───── RECORD EXTRACTS

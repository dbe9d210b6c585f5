// storefront/src/pipelines/contexts.rs

//! Data carried through each flow. Handlers receive it wrapped in
//! `storefront_flow::ContextData`.

use uuid::Uuid;

use crate::models::{Order, User};
use crate::services::cart::Cart;
use crate::state::AppState;

#[derive(Clone)]
pub struct SignupCtxData {
  pub app_state: AppState,
  pub username: String,
  pub email: String,
  pub password: String,
  pub confirm_password: String,
  pub created_user: Option<User>,
  pub confirm_token: Option<String>,
  pub confirmation_sent: bool,
}

#[derive(Clone)]
pub struct ConfirmEmailCtxData {
  pub app_state: AppState,
  pub token: String,
  pub user_id: Option<Uuid>,
  pub already_confirmed: bool,
}

#[derive(Clone)]
pub struct SigninCtxData {
  pub app_state: AppState,
  pub email: String,
  pub password: String,
  pub user: Option<User>,
  pub session_token: Option<String>,
}

#[derive(Clone)]
pub struct PasswordResetRequestCtxData {
  pub app_state: AppState,
  pub email: String,
  pub user: Option<User>,
  pub reset_token: Option<String>,
}

#[derive(Clone)]
pub struct PasswordResetCtxData {
  pub app_state: AppState,
  pub token: String,
  pub password: String,
  pub confirm_password: String,
  pub user_id: Option<Uuid>,
}

#[derive(Clone)]
pub struct UpdatePasswordCtxData {
  pub app_state: AppState,
  pub user_id: Uuid,
  pub current_password: String,
  pub new_password: String,
  pub confirm_password: String,
  pub stored_hash: Option<String>,
}

/// The cart is moved in by the caller and handed back, emptied on success.
#[derive(Clone)]
pub struct CheckoutCtxData {
  pub app_state: AppState,
  pub user_id: Uuid,
  pub username: String,
  pub email: String,
  pub cart: Cart,
  pub order: Option<Order>,
  pub confirmation_sent: bool,
}

#[derive(Clone)]
pub struct CompleteOrderCtxData {
  pub app_state: AppState,
  pub order_id: Uuid,
  pub order: Option<Order>,
}
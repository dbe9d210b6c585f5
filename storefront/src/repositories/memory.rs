// storefront/src/repositories/memory.rs

//! In-process store with the same constraints as the SQL schema.

use async_trait::async_trait;
use chrono::{Duration, Utc};
use parking_lot::Mutex;
use std::collections::HashMap;
use uuid::Uuid;

use crate::models::{
  AccountToken, Label, NewProduct, NewUser, Order, OrderLine, Product, ProductFilter, Taxonomy, TokenPurpose, User,
};
use crate::pagination::PageRequest;
use crate::repositories::{CatalogRepository, OrderRepository, StoreError, StoreResult, UserRepository};

#[derive(Default)]
struct Inner {
  brands: Vec<Label>,
  categories: Vec<Label>,
  products: Vec<Product>,
  users: Vec<User>,
  tokens: Vec<AccountToken>,
  orders: Vec<StoredOrder>,
}

#[derive(Clone)]
struct StoredOrder {
  order: Order,
  lines: Vec<(Uuid, i32)>,
}

impl Inner {
  fn labels(&mut self, kind: Taxonomy) -> &mut Vec<Label> {
    match kind {
      Taxonomy::Brand => &mut self.brands,
      Taxonomy::Category => &mut self.categories,
    }
  }

  fn product_mut(&mut self, id: Uuid) -> StoreResult<&mut Product> {
    self
      .products
      .iter_mut()
      .find(|p| p.id == id)
      .ok_or_else(|| StoreError::NotFound("Product".to_string()))
  }

  fn check_product(&self, product: &Product, ignore: Option<Uuid>) -> StoreResult<()> {
    if self.products.iter().any(|p| p.name == product.name && Some(p.id) != ignore) {
      return Err(StoreError::AlreadyExists("products_name_key".to_string()));
    }
    if !self.brands.iter().any(|b| b.id == product.brand_id)
      || !self.categories.iter().any(|c| c.id == product.category_id)
    {
      return Err(StoreError::InvalidReference);
    }
    check_stock(product)
  }

  fn render(&self, stored: &StoredOrder) -> Order {
    let mut order = stored.order.clone();
    order.lines = stored
      .lines
      .iter()
      .filter_map(|(product_id, amount)| {
        self.products.iter().find(|p| p.id == *product_id).map(|p| OrderLine {
          product_id: p.id,
          product_name: p.name.clone(),
          amount: *amount,
          price_cents: p.price_cents,
          discount: p.discount,
        })
      })
      .collect();
    order
  }

  fn drop_orphans(&mut self) {
    let products: Vec<Uuid> = self.products.iter().map(|p| p.id).collect();
    for stored in &mut self.orders {
      stored.lines.retain(|(id, _)| products.contains(id));
    }
  }
}

fn check_stock(p: &Product) -> StoreResult<()> {
  if p.price_cents < 1 {
    return Err(StoreError::Integrity("product_positive_price_constraint".to_string()));
  }
  if p.amount < 0 {
    return Err(StoreError::Integrity("product_non_negative_amount_constraint".to_string()));
  }
  if p.reserved < 0 || p.reserved > p.amount {
    return Err(StoreError::Integrity("product_reserved_within_amount_constraint".to_string()));
  }
  if !(0..=99).contains(&p.discount) {
    return Err(StoreError::Integrity("valid_product_discount_constraint".to_string()));
  }
  Ok(())
}

#[derive(Default)]
pub struct MemoryStore {
  inner: Mutex<Inner>,
}
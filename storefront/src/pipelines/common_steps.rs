// storefront/src/pipelines/common_steps.rs

//! Pieces shared by several flows: token issue and lookup, mail dispatch,
//! password replacement.

use chrono::{Duration, Utc};
use tracing::{info, instrument, warn};
use uuid::Uuid;

use crate::errors::{AppError, Result as AppResult};
use crate::models::{AccountToken, TokenPurpose};
use crate::services::auth_service;
use crate::services::mailer::{OutgoingMail, SentMail};
use crate::state::AppState;

/// Stores a fresh token valid for the configured lifetime.
#[instrument(name = "common_step::issue_token", skip(app_state), err(Display))]
pub async fn issue_token(app_state: &AppState, user_id: Uuid, purpose: TokenPurpose) -> AppResult<String> {
  let token = AccountToken {
    token: auth_service::generate_token(),
    user_id,
    purpose,
    expires_at: Utc::now() + Duration::seconds(app_state.config.token_ttl_secs),
  };
  app_state.users.store_token(&token).await?;
  info!(%user_id, %purpose, "Account token issued.");
  Ok(token.token)
}

/// Looks a token up; unknown and expired tokens both fail with `invalid_message`.
#[instrument(name = "common_step::resolve_token", skip(app_state, token, invalid_message), err(Display))]
pub async fn resolve_token(
  app_state: &AppState,
  token: &str,
  purpose: TokenPurpose,
  invalid_message: &str,
) -> AppResult<AccountToken> {
  match app_state.users.find_token(token, purpose).await? {
    Some(found) if !found.is_expired_at(Utc::now()) => Ok(found),
    Some(found) => {
      warn!(user_id = %found.user_id, %purpose, "Expired account token presented.");
      Err(AppError::Validation(invalid_message.to_string()))
    }
    None => Err(AppError::Validation(invalid_message.to_string())),
  }
}

#[instrument(name = "common_step::send_mail", skip(app_state, mail), fields(to = %mail.to, subject = %mail.subject), err(Display))]
pub async fn send_mail_step(app_state: &AppState, mail: OutgoingMail) -> AppResult<SentMail> {
  match app_state.mailer.send(&mail).await {
    Ok(sent) => {
      info!(message_id = %sent.message_id, "Mail sent.");
      Ok(sent)
    }
    Err(e) => {
      warn!(error = %e, "Mail could not be sent.");
      Err(e)
    }
  }
}

/// Hashes and stores a new password.
pub async fn store_password(app_state: &AppState, user_id: Uuid, password: &str) -> AppResult<()> {
  let hash = auth_service::hash_password(password)?;
  app_state.users.set_password_hash(user_id, &hash).await?;
  info!(%user_id, "Password updated.");
  Ok(())
}
// storefront/src/main.rs

use actix_web::{web as actix_data, App, HttpServer};
use anyhow::Context;
use sqlx::postgres::PgPoolOptions;
use tracing_subscriber::EnvFilter;

use storefront::config::{AppConfig, LogFormat};
use storefront::repositories::postgres::apply_schema;
use storefront::sessions::spawn_idle_sweeper;
use storefront::state::AppState;
use storefront::{pipelines, seed, web};

fn init_tracing(format: LogFormat) {
  let filter = EnvFilter::try_from_default_env().unwrap_or_else(|_| EnvFilter::new("info"));
  let builder = tracing_subscriber::fmt().with_env_filter(filter);
  match format {
    LogFormat::Json => builder.json().init(),
    LogFormat::Text => builder.init(),
  }
}

#[actix_web::main]
async fn main() -> anyhow::Result<()> {
  let app_config = AppConfig::from_env().context("Failed to load application configuration")?;
  init_tracing(app_config.log_format);
  tracing::info!("Starting storefront server...");

  let db_pool = PgPoolOptions::new()
    .max_connections(10)
    .connect(&app_config.database_url)
    .await
    .context("Failed to connect to the database")?;
  tracing::info!("Successfully connected to the database.");

  apply_schema(&db_pool).await.context("Failed to apply the database schema")?;

  let server_address = app_config.bind_address();
  let seed_db = app_config.seed_db;
  let session_ttl = app_config.session_ttl();
  let app_state = AppState::postgres(db_pool, app_config);

  pipelines::register_all_pipelines(&app_state.flows).context("Failed to register pipelines")?;

  // Carts of the previous process are gone; only open orders still hold stock.
  let restored = app_state
    .orders
    .restore_reservations()
    .await
    .context("Failed to restore product reservations")?;
  tracing::info!(products = restored, "Reservations restored from open orders.");

  if seed_db {
    seed::seed_database(&app_state).await.context("Failed to seed the database")?;
  }

  spawn_idle_sweeper(app_state.sessions.clone(), app_state.catalog.clone(), session_ttl);

  tracing::info!("Attempting to bind server to {}...", server_address);
  HttpServer::new(move || {
    App::new()
      .app_data(actix_data::Data::new(app_state.clone()))
      .wrap(tracing_actix_web::TracingLogger::default())
      .configure(web::configure_app_routes)
  })
  .bind(&server_address)
  .with_context(|| format!("Failed to bind {}", server_address))?
  .run()
  .await
  .context("Server terminated with an error")
}
// tests/common/mod.rs
#![allow(dead_code)]

use once_cell::sync::Lazy;
use std::sync::atomic::{AtomicUsize, Ordering};
use storefront_flow::{ContextData, FlowError, Handler, PipelineControl};
use tracing::Level;

/// Context shaped like a small order flow: each step appends to `trail`.
#[derive(Clone, Debug, Default)]
pub struct OrderFlowCtx {
  pub lines_priced: i32,
  pub total_cents: i64,
  pub trail: Vec<String>,
  pub stop_at: Option<String>,
}

#[derive(Debug, thiserror::Error, Clone, PartialEq, Eq)]
pub enum TestError {
  #[error("flow error: {0}")]
  Flow(String),

  #[error("step failed: {0}")]
  Step(String),
}

impl From<FlowError> for TestError {
  fn from(err: FlowError) -> Self {
    TestError::Flow(format!("{err:?}"))
  }
}

/// Records the step, adds `cents` to the total, stops if `stop_at` names it.
pub fn pricing_handler(step_name: &'static str, cents: i64) -> Handler<OrderFlowCtx, TestError> {
  Box::new(move |ctx: ContextData<OrderFlowCtx>| {
    Box::pin(async move {
      let mut guard = ctx.write();
      guard.lines_priced += 1;
      guard.total_cents += cents;
      guard.trail.push(step_name.to_string());
      tracing::debug!(target: "flow_tests", step = step_name, total = guard.total_cents, "priced");
      if guard.stop_at.as_deref() == Some(step_name) {
        return Ok(PipelineControl::Stop);
      }
      Ok(PipelineControl::Continue)
    })
  })
}

pub fn failing_handler(step_name: &'static str, message: &'static str) -> Handler<OrderFlowCtx, TestError> {
  Box::new(move |ctx: ContextData<OrderFlowCtx>| {
    Box::pin(async move {
      ctx.write().trail.push(step_name.to_string());
      tracing::warn!(target: "flow_tests", step = step_name, "failing with: '{}'", message);
      Err(TestError::Step(message.to_string()))
    })
  })
}

/// Appends `label` to the trail.
pub fn trail_handler(label: &'static str) -> Handler<OrderFlowCtx, TestError> {
  Box::new(move |ctx: ContextData<OrderFlowCtx>| {
    Box::pin(async move {
      ctx.write().trail.push(label.to_string());
      Ok(PipelineControl::Continue)
    })
  })
}

static TRACING_INIT: Lazy<()> = Lazy::new(|| {
  tracing_subscriber::fmt()
    .with_max_level(Level::DEBUG)
    .with_test_writer()
    .try_init()
    .ok();
});

pub fn setup_tracing() {
  Lazy::force(&TRACING_INIT);
}

pub static HANDLER_EXEC_COUNTER: Lazy<AtomicUsize> = Lazy::new(|| AtomicUsize::new(0));

pub fn reset_counters() {
  HANDLER_EXEC_COUNTER.store(0, Ordering::SeqCst);
}
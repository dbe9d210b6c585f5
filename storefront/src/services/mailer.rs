// storefront/src/services/mailer.rs

//! Outgoing account and order mail. Delivery is simulated through the log.

use async_trait::async_trait;
use tracing::info;

use crate::config::AppConfig;
use crate::errors::{AppError, Result};
use crate::models::Order;

#[derive(Debug, Clone, PartialEq, Eq)]
pub struct OutgoingMail {
  pub to: String,
  pub subject: String,
  pub html_body: String,
}

#[derive(Debug)]
pub struct SentMail {
  pub to: String,
  pub from: String,
  pub subject: String,
  pub body_preview: String,
  pub message_id: String,
}

#[async_trait]
pub trait Mailer: Send + Sync {
  async fn send(&self, mail: &OutgoingMail) -> Result<SentMail>;
}

/// Writes every mail to the log instead of an SMTP relay.
#[derive(Debug, Clone)]
pub struct LogMailer {
  sender: String,
}

impl LogMailer {
  pub fn new(sender: impl Into<String>) -> Self {
    Self { sender: sender.into() }
  }
}

#[async_trait]
impl Mailer for LogMailer {
  async fn send(&self, mail: &OutgoingMail) -> Result<SentMail> {
    if !mail.to.contains('@') {
      return Err(AppError::Internal(format!("Cannot deliver mail to '{}'", mail.to)));
    }
    let body_preview = mail.html_body.chars().take(50).collect::<String>() + "...";
    let message_id = format!("log_mail_{}", uuid::Uuid::new_v4());
    info!(
      to = %mail.to,
      from = %self.sender,
      subject = %mail.subject,
      %message_id,
      body = %mail.html_body,
      "Mail dispatched."
    );
    Ok(SentMail {
      to: mail.to.clone(),
      from: self.sender.clone(),
      subject: mail.subject.clone(),
      body_preview,
      message_id,
    })
  }
}

pub fn confirmation_mail(config: &AppConfig, to: &str, token: &str) -> OutgoingMail {
  let link = format!("{}/api/v1/auth/confirm/{}", config.app_base_url, token);
  OutgoingMail {
    to: to.to_string(),
    subject: "Please confirm your email".to_string(),
    html_body: format!(
      "<p>Welcome! Thanks for signing up. Please follow this link to activate your account:</p>\
       <p><a href=\"{link}\">{link}</a></p>"
    ),
  }
}

pub fn reset_password_mail(config: &AppConfig, to: &str, token: &str) -> OutgoingMail {
  let link = format!("{}/api/v1/auth/reset/{}", config.app_base_url, token);
  OutgoingMail {
    to: to.to_string(),
    subject: "Reset password".to_string(),
    html_body: format!(
      "<p>To reset your password, visit the following link:</p><p><a href=\"{link}\">{link}</a></p>\
       <p>If you did not make this request then simply ignore this email.</p>"
    ),
  }
}

pub fn order_placed_mail(to: &str, username: &str, order: &Order) -> OutgoingMail {
  OutgoingMail {
    to: to.to_string(),
    subject: format!("Order {} received", order.id),
    html_body: format!(
      "<p>Hi {}, we received your order of {} item(s) for {}.{:02}.</p>",
      username,
      order.total_items(),
      order.total_sum_cents() / 100,
      order.total_sum_cents() % 100
    ),
  }
}

#[cfg(test)]
pub use recording::RecordingMailer;
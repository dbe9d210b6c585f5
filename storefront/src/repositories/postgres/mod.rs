// storefront/src/repositories/postgres/mod.rs

mod catalog;
mod orders;
mod users;

pub use catalog::PgCatalogRepository;
pub use orders::PgOrderRepository;
pub use users::PgUserRepository;

use sqlx::PgPool;

const SCHEMA_SQL: &str = include_str!("../../../schema.sql");

/// Creates missing tables and indexes.
#[tracing::instrument(name = "db::apply_schema", skip(pool), err(Display))]
pub async fn apply_schema(pool: &PgPool) -> Result<(), sqlx::Error> {
  sqlx::raw_sql(SCHEMA_SQL).execute(pool).await?;
  tracing::info!("Database schema is up to date.");
  Ok(())
}
// storefront/src/web/handlers/cart_handlers.rs

use actix_web::{web, HttpResponse};
use serde::Deserialize;
use serde_json::json;
use storefront_flow::{ContextData, PipelineResult};
use tracing::{info, instrument, warn};
use uuid::Uuid;

use crate::errors::AppError;
use crate::models::OrderView;
use crate::pipelines::contexts::CheckoutCtxData;
use crate::services::cart;
use crate::state::AppState;
use crate::web::extractors::Shopper;

#[derive(Deserialize, Debug)]
pub struct AddToCartRequestPayload {
  pub product_id: Uuid,
  pub amount: i32,
}

#[derive(Deserialize, Debug)]
pub struct UpdateCartRequestPayload {
  pub amount: i32,
}

#[instrument(name = "handler::view_cart", skip(app_state, shopper), fields(user_id = %shopper.0.user_id))]
pub async fn view_cart_handler(app_state: web::Data<AppState>, shopper: Shopper) -> Result<HttpResponse, AppError> {
  let held = shopper.0.cart.lock().await;
  let summary = cart::summary(app_state.catalog.as_ref(), &held).await?;
  Ok(HttpResponse::Ok().json(summary))
}

#[instrument(
    name = "handler::add_to_cart",
    skip(app_state, req_payload, shopper),
    fields(user_id = %shopper.0.user_id, product_id = %req_payload.product_id, amount = %req_payload.amount)
)]
pub async fn add_to_cart_handler(
  app_state: web::Data<AppState>,
  req_payload: web::Json<AddToCartRequestPayload>,
  shopper: Shopper,
) -> Result<HttpResponse, AppError> {
  cart::check_add_request(req_payload.amount)?;

  let mut held = shopper.0.cart.lock().await;
  cart::add(app_state.catalog.as_ref(), &mut held, req_payload.product_id, req_payload.amount).await?;
  info!(lines = held.len(), "Product added to cart.");

  let summary = cart::summary(app_state.catalog.as_ref(), &held).await?;
  Ok(HttpResponse::Ok().json(summary))
}

/// Sets the cart quantity of one product; zero drops the line.
#[instrument(
    name = "handler::update_cart_item",
    skip(app_state, path, req_payload, shopper),
    fields(user_id = %shopper.0.user_id, product_id = %path.as_ref(), amount = %req_payload.amount)
)]
pub async fn update_cart_item_handler(
  app_state: web::Data<AppState>,
  path: web::Path<Uuid>,
  req_payload: web::Json<UpdateCartRequestPayload>,
  shopper: Shopper,
) -> Result<HttpResponse, AppError> {
  let product_id = path.into_inner();
  let mut held = shopper.0.cart.lock().await;

  let product = app_state
    .catalog
    .find_product(product_id)
    .await?
    .ok_or_else(|| AppError::NotFound("Product not found".to_string()))?;
  cart::check_update_request(&product, held.quantity_of(product_id), req_payload.amount)?;
  cart::update(app_state.catalog.as_ref(), &mut held, product_id, req_payload.amount).await?;

  let summary = cart::summary(app_state.catalog.as_ref(), &held).await?;
  Ok(HttpResponse::Ok().json(summary))
}

#[instrument(
    name = "handler::remove_from_cart",
    skip(app_state, path, req_payload, shopper),
    fields(user_id = %shopper.0.user_id, product_id = %path.as_ref(), amount = %req_payload.amount)
)]
pub async fn remove_from_cart_handler(
  app_state: web::Data<AppState>,
  path: web::Path<Uuid>,
  req_payload: web::Json<UpdateCartRequestPayload>,
  shopper: Shopper,
) -> Result<HttpResponse, AppError> {
  let mut held = shopper.0.cart.lock().await;
  cart::remove(app_state.catalog.as_ref(), &mut held, path.into_inner(), req_payload.amount).await?;
  info!(lines = held.len(), "Product removed from cart.");

  let summary = cart::summary(app_state.catalog.as_ref(), &held).await?;
  Ok(HttpResponse::Ok().json(summary))
}

#[instrument(name = "handler::clear_cart", skip(app_state, shopper), fields(user_id = %shopper.0.user_id))]
pub async fn clear_cart_handler(app_state: web::Data<AppState>, shopper: Shopper) -> Result<HttpResponse, AppError> {
  let mut held = shopper.0.cart.lock().await;
  cart::clear(app_state.catalog.as_ref(), &mut held).await?;
  info!("Cart cleared.");
  Ok(HttpResponse::Ok().json(json!({ "message": "Cart cleared." })))
}

/// Places the order through the checkout flow.
///
/// The cart stays locked for the whole run and receives whatever the flow
/// leaves in its context, so a failed order keeps its lines.
#[instrument(name = "handler::checkout", skip(app_state, shopper), fields(user_id = %shopper.0.user_id))]
pub async fn checkout_handler(app_state: web::Data<AppState>, shopper: Shopper) -> Result<HttpResponse, AppError> {
  let session = &shopper.0;
  let mut held = session.cart.lock().await;

  let ctx = ContextData::new(CheckoutCtxData {
    app_state: app_state.get_ref().clone(),
    user_id: session.user_id,
    username: session.username.clone(),
    email: session.email.clone(),
    cart: std::mem::take(&mut *held),
    order: None,
    confirmation_sent: false,
  });

  let result = app_state.flows.run(ctx.clone()).await;
  *held = std::mem::take(&mut ctx.write().cart);

  match result? {
    PipelineResult::Completed => {
      let guard = ctx.read();
      let order = guard
        .order
        .clone()
        .ok_or_else(|| AppError::Internal("Checkout completed without an order.".to_string()))?;
      info!(order_id = %order.id, confirmation_sent = guard.confirmation_sent, "Checkout successful.");
      Ok(HttpResponse::Created().json(OrderView::from(order)))
    }
    PipelineResult::Stopped => {
      warn!("Checkout pipeline was stopped by a handler.");
      Err(AppError::PipelineHaltedByHandler)
    }
  }
}
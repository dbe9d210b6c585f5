// storefront/src/web/routes.rs

use actix_web::web;

use crate::web::handlers::{admin_handlers, auth_handlers, cart_handlers, product_handlers};

async fn health_check_handler() -> actix_web::HttpResponse {
  actix_web::HttpResponse::Ok().json(serde_json::json!({ "status": "ok" }))
}

pub fn configure_app_routes(cfg: &mut web::ServiceConfig) {
  cfg.service(
    web::scope("/api/v1")
      .route("/health", web::get().to(health_check_handler))
      .service(
        web::scope("/auth")
          .route("/signup", web::post().to(auth_handlers::signup_handler))
          .route("/confirm/{token}", web::get().to(auth_handlers::confirm_email_handler))
          .route("/login", web::post().to(auth_handlers::login_handler))
          .route("/logout", web::post().to(auth_handlers::logout_handler))
          .route("/reset", web::post().to(auth_handlers::request_password_reset_handler))
          .route("/reset/{token}", web::post().to(auth_handlers::reset_password_handler))
          .route("/password", web::post().to(auth_handlers::update_password_handler)),
      )
      .service(
        web::scope("/products")
          .route("", web::get().to(product_handlers::list_products_handler))
          .route("/{product_id}", web::get().to(product_handlers::get_product_handler)),
      )
      .route("/brands", web::get().to(product_handlers::list_brands_handler))
      .route("/categories", web::get().to(product_handlers::list_categories_handler))
      .service(
        web::scope("/cart")
          .route("", web::get().to(cart_handlers::view_cart_handler))
          .route("", web::delete().to(cart_handlers::clear_cart_handler))
          .route("/items", web::post().to(cart_handlers::add_to_cart_handler))
          .route("/items/{product_id}", web::put().to(cart_handlers::update_cart_item_handler))
          .route("/items/{product_id}/remove", web::post().to(cart_handlers::remove_from_cart_handler))
          .route("/checkout", web::post().to(cart_handlers::checkout_handler)),
      )
      .service(
        web::scope("/admin")
          .route("/products", web::post().to(admin_handlers::create_product_handler))
          .route("/products/{product_id}", web::put().to(admin_handlers::update_product_handler))
          .route("/products/{product_id}", web::delete().to(admin_handlers::delete_product_handler))
          .route("/orders", web::get().to(admin_handlers::list_orders_handler))
          .route("/orders/{order_id}", web::get().to(admin_handlers::get_order_handler))
          .route("/orders/{order_id}/complete", web::post().to(admin_handlers::complete_order_handler))
          // brands | categories
          .route("/{taxonomy}", web::post().to(admin_handlers::create_label_handler))
          .route("/{taxonomy}/{id}", web::put().to(admin_handlers::rename_label_handler))
          .route("/{taxonomy}/{id}", web::delete().to(admin_handlers::delete_label_handler)),
      ),
  );
}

──────────

== WHAT IS NEEDED ==
Look through the material above and print exactly the lines from the one containing "use sqlx::PgPool;" to the one containing "use crate::web::extractors::Shopper;", both included, and nothing more.

== REPLY TO THE EXERCISE ==
use sqlx::PgPool;

const SCHEMA_SQL: &str = include_str!("../../../schema.sql");

/// Creates missing tables and indexes.
#[tracing::instrument(name = "db::apply_schema", skip(pool), err(Display))]
pub async fn apply_schema(pool: &PgPool) -> Result<(), sqlx::Error> {
  sqlx::raw_sql(SCHEMA_SQL).execute(pool).await?;
  tracing::info!("Database schema is up to date.");
  Ok(())
}
// storefront/src/web/handlers/cart_handlers.rs

use actix_web::{web, HttpResponse};
use serde::Deserialize;
use serde_json::json;
use storefront_flow::{ContextData, PipelineResult};
use tracing::{info, instrument, warn};
use uuid::Uuid;

use crate::errors::AppError;
use crate::models::OrderView;
use crate::pipelines::contexts::CheckoutCtxData;
use crate::services::cart;
use crate::state::AppState;
use crate::web::extractors::Shopper;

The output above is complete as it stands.